It was this liberal program, baptized in Biblical verses and religious language, that lured Bono back, not to the faith of his fathers, but to Wallis-style "spiritual but not religious" political activism. An elderly couple Bono knew, he says, "did it by describing the Millennium, the year 2000, as a Jubilee year, as an opportunity to cancel the chronic debts of the world’s poorest people. They had the audacity [have we heard that particular rhetoric somewhere else?] to renew the Lord’s call."

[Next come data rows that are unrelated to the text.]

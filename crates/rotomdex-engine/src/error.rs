use thiserror::Error;

use rotomdex_api::ApiError;

#[derive(Debug, Error)]
pub enum EngineError {
    #[error(transparent)]
    Api(#[from] ApiError),

    #[error("entity {0} has no species link")]
    NoSpecies(u32),
}
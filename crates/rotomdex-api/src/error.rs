use thiserror::Error;

/// Failure taxonomy for remote fetches.
#[derive(Debug, Error)]
pub enum ApiError {
    /// No response within the fetch bound.
    #[error("request timed out")]
    Timeout,

    /// Non-2xx response.
    #[error("server returned {status}")]
    Http { status: u16 },

    /// Payload arrived but did not decode.
    #[error("malformed payload: {0}")]
    Parse(#[from] serde_json::Error),

    /// Connection-level failure (DNS, TLS, reset).
    #[error("HTTP request failed: {0}")]
    Transport(reqwest::Error),
}

impl From<reqwest::Error> for ApiError {
    fn from(err: reqwest::Error) -> Self {
        if err.is_timeout() {
            ApiError::Timeout
        } else {
            ApiError::Transport(err)
        }
    }
}
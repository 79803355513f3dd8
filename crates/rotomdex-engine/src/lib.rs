//! The owning controller for the catalog session.
//!
//! One [`Engine`] holds every piece of mutable state (canonical list,
//! detail cache, annotation store, filter/search/sort) and broadcasts a
//! revision bump over a watch channel whenever any of it changes. Consumers
//! recompute their view from a snapshot; nothing reaches into the state
//! directly.

mod cache;
mod debounce;
mod error;
mod loader;
mod source;

pub use cache::DetailCache;
pub use debounce::{DEBOUNCE_QUIET, Debouncer};
pub use error::EngineError;
pub use loader::{CatalogLoader, CatalogPhase};
pub use source::{CatalogSource, DetailSource};

use std::sync::{Arc, Mutex};

use futures::StreamExt;
use tokio::sync::watch;
use tracing::debug;

use rotomdex_api::ApiClient;
use rotomdex_core::{
    EntityRecord, FilterState, MoveRecord, SearchMode, SearchState, SortState, View, derive_view,
};
use rotomdex_store::AnnotationStore;

/// Cap on simultaneous detail fetches during a prefetch sweep.
const PREFETCH_CONCURRENCY: usize = 8;

#[derive(Debug, Default, Clone)]
struct ViewInputs {
    filter: FilterState,
    search: SearchState,
    sort: SortState,
}

/// Context object owning all session state. Cheap to share behind an `Arc`;
/// every method takes `&self`.
pub struct Engine {
    loader: CatalogLoader,
    cache: DetailCache,
    annotations: Mutex<AnnotationStore>,
    view_state: Mutex<ViewInputs>,
    debounce: Mutex<Debouncer>,
    revision: Arc<watch::Sender<u64>>,
}

impl Engine {
    pub fn new(
        catalog: Arc<dyn CatalogSource>,
        details: Arc<dyn DetailSource>,
        store: AnnotationStore,
    ) -> Self {
        let (revision, _) = watch::channel(0);
        Self {
            loader: CatalogLoader::new(catalog),
            cache: DetailCache::new(details),
            annotations: Mutex::new(store),
            view_state: Mutex::new(ViewInputs::default()),
            debounce: Mutex::new(Debouncer::default()),
            revision: Arc::new(revision),
        }
    }

    /// Wire a real API client into both source seams.
    pub fn with_client(client: ApiClient, store: AnnotationStore) -> Self {
        let client = Arc::new(client);
        let catalog: Arc<dyn CatalogSource> = client.clone();
        let details: Arc<dyn DetailSource> = client;
        Self::new(catalog, details, store)
    }

    // ── Change notification ──

    /// Receiver that observes every state-change revision.
    pub fn subscribe(&self) -> watch::Receiver<u64> {
        self.revision.subscribe()
    }

    pub fn revision(&self) -> u64 {
        *self.revision.borrow()
    }

    fn notify(&self) {
        self.revision.send_modify(|rev| *rev += 1);
    }

    // ── Catalog loading ──

    pub fn phase(&self) -> CatalogPhase {
        self.loader.phase()
    }

    pub fn catalog_len(&self) -> usize {
        self.loader.len()
    }

    /// Eagerly load the first page. Returns the continuation URL to hand to
    /// [`continue_background`](Self::continue_background), if any.
    pub async fn load_first(&self) -> Result<Option<String>, EngineError> {
        self.loader.load_first(&|| self.notify()).await
    }

    /// Follow the continuation until exhaustion or first error. Run this
    /// concurrently with view consumption; the view lags the canonical list
    /// by at most one pending page.
    pub async fn continue_background(&self, next: String) {
        self.loader.continue_from(next, &|| self.notify()).await;
    }

    /// First page plus full background drain in one call.
    pub async fn load_all(&self) -> Result<(), EngineError> {
        if let Some(next) = self.load_first().await? {
            self.continue_background(next).await;
        }
        Ok(())
    }

    /// Explicit retry after a failed first load: clears the canonical list
    /// and the search/filter state, then reruns the first page. Annotations
    /// and cached details survive (they are keyed by id and stay valid).
    pub async fn retry(&self) -> Result<Option<String>, EngineError> {
        self.loader.reset();
        {
            let mut view = self.view_state.lock().unwrap();
            view.search = SearchState::default();
            view.filter = FilterState::default();
        }
        self.debounce.lock().unwrap().cancel();
        self.notify();
        self.load_first().await
    }

    // ── View derivation ──

    /// Compute the current view from a snapshot of all inputs.
    pub fn view(&self) -> View {
        let entries = self.loader.entries();
        let inputs = self.view_state.lock().unwrap().clone();
        let caught = self.annotations.lock().unwrap().caught_ids();
        derive_view(&entries, &inputs.filter, &inputs.search, inputs.sort, |id| {
            caught.contains(&id)
        })
    }

    pub fn filter_state(&self) -> FilterState {
        self.view_state.lock().unwrap().filter.clone()
    }

    pub fn search_state(&self) -> SearchState {
        self.view_state.lock().unwrap().search.clone()
    }

    pub fn set_filter(&self, filter: FilterState) {
        self.view_state.lock().unwrap().filter = filter;
        self.notify();
    }

    pub fn set_sort(&self, sort: SortState) {
        self.view_state.lock().unwrap().sort = sort;
        self.notify();
    }

    pub fn set_search_mode(&self, mode: SearchMode) {
        self.view_state.lock().unwrap().search.mode = mode;
        self.notify();
    }

    /// Record a search keystroke. The query is visible in state at once,
    /// but the recomputation signal waits out the quiet period; rapid
    /// keystrokes coalesce into one bump carrying the last value.
    pub fn search_input(&self, query: impl Into<String>) {
        self.view_state.lock().unwrap().search.query = query.into();
        let revision = Arc::clone(&self.revision);
        self.debounce.lock().unwrap().trigger(move || {
            revision.send_modify(|rev| *rev += 1);
        });
    }

    /// Reset the query and recompute immediately, skipping the quiet period.
    pub fn clear_search(&self) {
        self.debounce.lock().unwrap().cancel();
        self.view_state.lock().unwrap().search.query.clear();
        self.notify();
    }

    // ── Annotations ──

    pub fn set_seen(&self, id: u32, seen: bool) {
        self.annotations.lock().unwrap().set_seen(id, seen);
        self.notify();
    }

    pub fn set_caught(&self, id: u32, caught: bool) {
        self.annotations.lock().unwrap().set_caught(id, caught);
        self.notify();
    }

    pub fn is_seen(&self, id: u32) -> bool {
        self.annotations.lock().unwrap().is_seen(id)
    }

    pub fn is_caught(&self, id: u32) -> bool {
        self.annotations.lock().unwrap().is_caught(id)
    }

    pub fn annotation_tallies(&self) -> Vec<(&'static str, usize, usize)> {
        self.annotations.lock().unwrap().tallies()
    }

    // ── Details ──

    pub async fn entity(&self, id: u32) -> Result<Arc<EntityRecord>, EngineError> {
        self.cache.entity(id).await
    }

    pub async fn move_record(&self, url: &str) -> Arc<MoveRecord> {
        self.cache.move_record(url).await
    }

    pub async fn encounters(&self, id: u32) -> Result<Arc<Vec<String>>, EngineError> {
        self.cache.encounters(id).await
    }

    /// Resolve the entity's evolution chain via its species link.
    pub async fn evolution_chain(&self, id: u32) -> Result<Arc<Vec<String>>, EngineError> {
        let entity = self.cache.entity(id).await?;
        if entity.species_url.is_empty() {
            return Err(EngineError::NoSpecies(id));
        }
        self.cache.evolution(&entity.species_url).await
    }

    /// Warm the entity cache for a batch of ids (e.g. the visible slice of
    /// a view). Individual failures are logged and skipped.
    pub async fn prefetch_entities(&self, ids: &[u32]) {
        let mut lookups = futures::stream::iter(ids.iter().map(|&id| self.cache.entity(id)))
            .buffer_unordered(PREFETCH_CONCURRENCY);
        while let Some(result) = lookups.next().await {
            if let Err(err) = result {
                debug!(error = %err, "prefetch lookup failed");
            }
        }
    }
}
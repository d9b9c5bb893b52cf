use std::collections::{HashMap, HashSet};

use chrono::{DateTime, Utc};
use rand::RngCore;
use serde::{Deserialize, Serialize};
use sha2::{Digest, Sha256};
use uuid::Uuid;

use crate::types::EventKind;

/// A registered signal source. The raw API key and webhook secret are
/// generated once, at creation, and never stored or returned again — only
/// `api_key_salt` + `api_key_hash` and `webhook_secret` (used to sign
/// outbound payloads) persist.
#[derive(Debug, Clone, Serialize, Deserialize)]
pub struct Provider {
    pub id: Uuid,
    pub name: String,
    pub api_key_salt: String,
    pub api_key_hash: String,
    pub webhook_secret: String,
    pub is_active: bool,
    pub created_at: DateTime<Utc>,
}

impl Provider {
    /// Create a new provider, returning it alongside the one-time raw API
    /// key the caller must hand to the signal source out of band.
    pub fn create(name: &str) -> (Self, String) {
        let raw_key = random_hex(32);
        let salt = random_hex(16);
        let webhook_secret = random_hex(32);
        let hash = hash_api_key(&salt, &raw_key);
        let provider = Self {
            id: Uuid::new_v4(),
            name: name.to_string(),
            api_key_salt: salt,
            api_key_hash: hash,
            webhook_secret,
            is_active: true,
            created_at: Utc::now(),
        };
        (provider, raw_key)
    }

    pub fn matches_api_key(&self, candidate: &str) -> bool {
        let candidate_hash = hash_api_key(&self.api_key_salt, candidate);
        constant_time_eq(candidate_hash.as_bytes(), self.api_key_hash.as_bytes())
    }
}

pub fn hash_api_key(salt: &str, raw_key: &str) -> String {
    let mut hasher = Sha256::new();
    hasher.update(salt.as_bytes());
    hasher.update(raw_key.as_bytes());
    hex::encode(hasher.finalize())
}

fn random_hex(bytes: usize) -> String {
    let mut buf = vec![0u8; bytes];
    rand::thread_rng().fill_bytes(&mut buf);
    hex::encode(buf)
}

/// Byte-for-byte constant-time comparison, used for API-key hash matching
/// so timing does not leak how many leading bytes matched.
pub fn constant_time_eq(a: &[u8], b: &[u8]) -> bool {
    if a.len() != b.len() {
        return false;
    }
    let mut diff = 0u8;
    for (x, y) in a.iter().zip(b.iter()) {
        diff |= x ^ y;
    }
    diff == 0
}

/// A webhook endpoint a provider wants event notifications delivered to.
#[derive(Debug, Clone, Serialize, Deserialize)]
pub struct WebhookSubscription {
    pub id: Uuid,
    pub provider_id: Uuid,
    pub url: String,
    pub event_types: HashSet<EventKind>,
    #[serde(default)]
    pub headers: HashMap<String, String>,
    pub is_active: bool,
    pub consecutive_failures: u32,
    pub last_delivery_at: Option<DateTime<Utc>>,
}

impl WebhookSubscription {
    pub fn new(provider_id: Uuid, url: String, event_types: HashSet<EventKind>) -> Self {
        Self {
            id: Uuid::new_v4(),
            provider_id,
            url,
            event_types,
            headers: HashMap::new(),
            is_active: true,
            consecutive_failures: 0,
            last_delivery_at: None,
        }
    }

    pub fn is_circuit_broken(&self, max_consecutive_failures: u32) -> bool {
        self.consecutive_failures >= max_consecutive_failures
    }

    pub fn wants(&self, kind: EventKind) -> bool {
        self.event_types.contains(&kind)
    }
}

#[cfg(test)]
mod tests {
    use super::*;

    #[test]
    fn create_returns_matching_raw_key() {
        let (provider, raw_key) = Provider::create("AutoBridge");
        assert!(provider.matches_api_key(&raw_key));
        assert!(!provider.matches_api_key("wrong-key"));
    }

    #[test]
    fn constant_time_eq_rejects_length_mismatch() {
        assert!(!constant_time_eq(b"abc", b"ab"));
        assert!(constant_time_eq(b"abc", b"abc"));
        assert!(!constant_time_eq(b"abc", b"abd"));
    }

    #[test]
    fn circuit_break_threshold() {
        let mut sub = WebhookSubscription::new(Uuid::new_v4(), "https://x".into(), HashSet::new());
        sub.consecutive_failures = 9;
        assert!(!sub.is_circuit_broken(10));
        sub.consecutive_failures = 10;
        assert!(sub.is_circuit_broken(10));
    }
}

The fad of "spiritual but not religious" is widespread and has at least one profound consequence for Christians: by unhinging Christians from any religious tradition it gives them a false sense of liberation and opens them up to deceivers. This is the essence of progressive liberalism: under the guise of "new" it creates a void of ignorance to fill with revolutionary agendas. Unknowing but well-intentioned evangelicals who have little knowledge of the Bible and even less about economics are simply suckered by political liberals who want votes and government money.
Bono gave his speech on February 2, 2006. He called for an additional 1% (about $27 Billion - that’s why he refers to it only as 1%) of the federal budget to be directed to international assistance. That’s money captured by using religious language to persuade government into taxing your income. Bono said this is "what God is doing" and piled on the guilt, saying his plea was one of the defining missions of our era: "History, like God, is watching what we do."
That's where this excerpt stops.